Infertility of unknown cause, recurrent miscarriages (more than two miscarriages), or intrauterine fetal death – all these situations require genetic counseling.

Genetic counseling helps identify potential causes of infertility.

During counseling, the geneticist will recommend genetic tests tailored to your particular situation. Afterwards, the fertility specialist will adapt your infertility treatment accordingly.

Genetic counseling is recommended before in vitro fertilization (IVF).

It helps couples understand genetic risks, family genetic inheritance, and the possible risks of embryonic abnormalities.

At Genesis Athens, genetic counseling is part of the standard protocol for personalized IVF.

What Is Genetic Counseling

Genetic counseling is a specialized consultation offered by a geneticist. It is essentially a process of evaluating personal or inherited genetic risks. The geneticist explains which genetic conditions might be passed on to your future child.

Genetic counseling is recommended before pregnancy.

Genetic counseling is carried out before the assisted reproduction procedure (IVF).

Genetic Counseling Before IVF

For patients dealing with infertility, genetic tests fall into two main categories:

• Preconception genetic testing (testing partners who intend to conceive)
• Preimplantation genetic testing (testing embryos created through IVF).

Why It Is Important Before IVF

Genetic evaluation:

• Guides decision-making for couples of advanced reproductive age or with a relevant genetic history.
• Increases the chances of implantation and reduces the rate of embryonic loss
• Identifies chromosomal abnormalities before embryo transfer
• Helps prevent the transmission of hereditary diseases

Who Should Have Genetic Counseling Before IVF

Genetic counseling and genetic testing are essential in the following situations:

• Couples with a history of hereditary diseases or chromosomal abnormalities. Genetic counseling informs you about the risk of passing genetic diseases to your child.
• Couples who are carriers of genetic conditions. If both partners are carriers of the same genetic condition, a genetic consultation is mandatory.
• Recurrent miscarriages. After two or more miscarriages, genetic counseling is recommended. Most likely, the cause of these miscarriages is genetic and not related to structural abnormalities of the female reproductive system.
• Women over 35 years of age. Maternal age above 35 is associated with a higher risk of chromosomal abnormalities.
• Abnormal results on embryo screening.

Genesis Athens Clinic offers genetic counseling in collaboration with EU-accredited laboratories.

Stages of Genetic Counseling

Collecting Family and Medical History

The geneticist will ask you about your personal medical history. Ideally, this consultation should include both partners.

The geneticist is also interested in the medical history of your close and extended family.
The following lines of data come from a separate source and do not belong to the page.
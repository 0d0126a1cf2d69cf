// 该文件是 Jiannan （剑南东川） 项目的一部分。
// src/bin/simple_oneshot.rs - 单次推理
//
// 本文件根据 Apache 许可证第 2.0 版（以下简称“许可证”）授权使用；
// 除非遵守该许可证条款，否则您不得使用本文件。
// 您可通过以下网址获取许可证副本：
// http://www.apache.org/licenses/LICENSE-2.0
// 除非适用法律要求或书面同意，根据本许可协议分发的软件均按“原样”提供，
// 不附带任何形式的明示或暗示的保证或条件。
// 有关许可权限与限制的具体条款，请参阅本许可协议。
//
// Copyright (C) 2026 Johann Li <me@qinka.pro>, Wareless Group

use std::path::PathBuf;
use std::time::Duration;

use anyhow::Result;
use clap::Parser;
use image::ImageFormat;
use tracing::info;
use url::Url;

use jiannan::context::ContextPool;
use jiannan::decode::Decoder;
use jiannan::engine;
use jiannan::pipeline::{self, Deadline};

/// Jiannan 单次推理参数配置
#[derive(Parser, Debug)]
#[command(author, version, about, long_about = None)]
pub struct Args {
  /// 输入图像文件路径 (PNG/JPEG)
  #[arg(long, value_name = "FILE")]
  pub input: PathBuf,

  /// 引擎 URL
  #[arg(long, default_value = "blob:", value_name = "URL")]
  pub engine: Url,

  /// 单次执行预算（毫秒）
  #[arg(long, default_value = "10000", value_name = "MS")]
  pub timeout_ms: u64,

  /// 保存标注图像的路径
  #[cfg(feature = "render")]
  #[arg(long, value_name = "FILE")]
  pub output: Option<PathBuf>,
}

fn main() -> Result<()> {
  tracing_subscriber::fmt::init();

  let args = Args::parse();

  info!("输入文件: {}", args.input.display());
  info!("引擎: {}", args.engine);

  let bytes = std::fs::read(&args.input)?;
  let declared = ImageFormat::from_path(&args.input)?.to_mime_type();

  let decoder = Decoder::default();
  let frame = decoder.decode(&bytes, declared)?;
  info!("帧尺寸: {}x{}", frame.width(), frame.height());

  let builder = engine::builder_from_url(&args.engine)?;
  let pool = ContextPool::new(1, builder);
  let deadline = Deadline::after(Duration::from_millis(args.timeout_ms));
  let mut ctx = pool.acquire(deadline.remaining())?;

  #[cfg(feature = "render")]
  let kept = frame.clone();

  info!("开始推理...");
  let now = std::time::Instant::now();
  let result = pipeline::run(frame, &mut *ctx, &deadline)?;
  info!("推理完成, 耗时: {:.2?}", now.elapsed());
  drop(ctx);

  println!("{}", serde_json::to_string_pretty(&result)?);

  #[cfg(feature = "render")]
  if let Some(path) = &args.output {
    let image = jiannan::render::annotate(&kept, &result.regions);
    image.save(path)?;
    info!("标注图像已保存: {}", path.display());
  }

  Ok(())
}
You will be asked about any illnesses affecting your parents, grandparents, siblings, or children.

Evaluating Individual Genetic Risk

Assessment of your individual genetic risk is done through tailored tests. These tests are performed on blood or saliva samples.

Recommending Specific Genetic Tests

Preconception genetic testing (before pregnancy)

Preconception genetic screening identifies increased risks of genetic disorders related to age, family history, and congenital malformations. However, no single test can accurately predict the risk of all possible defects in a child. Congenital malformations linked to environmental or toxic exposures, as well as random malformations, do not have a genetic basis.

The two main types of preconception genetic testing are:

1. Chromosomal karyotype: A karyotype is a diagnostic blood test that examines the size, shape, and number of a person’s chromosomes. Chromosomes contain genes. Genes are parts of DNA passed on to children from two sources: egg and sperm. They contain information that determines a person’s unique traits – height, eye color, and the risk of genetic diseases. Humans have 46 chromosomes, grouped into 23 pairs. One chromosome in each pair comes from the egg, and the other from the sperm.
2. Carrier screening / extended carrier screening: Carrier screening is a genetic test performed on DNA extracted from a saliva or blood sample. Its purpose is to determine whether a person is a carrier of a genetic condition that could be passed on to their children.
   
   There are two main ways in which genetic diseases are inherited:
   • Autosomal recessive inheritance is a type of genetic disease that can appear in a child if both the sperm and the egg carry the same disease.
   
   Pre-conception screening for these diseases can reveal increased reproductive risks. We recommend carrier screening to all patients. These screening panels may include high-risk diseases such as:
   • Spinal muscular atrophy
   • Cystic fibrosis
   • Tay–Sachs disease
   • Fragile X syndrome
   • Hemoglobinopathies (a group of inherited blood disorders that affect the production or structure of hemoglobin, the protein in red blood cells that carries oxygen)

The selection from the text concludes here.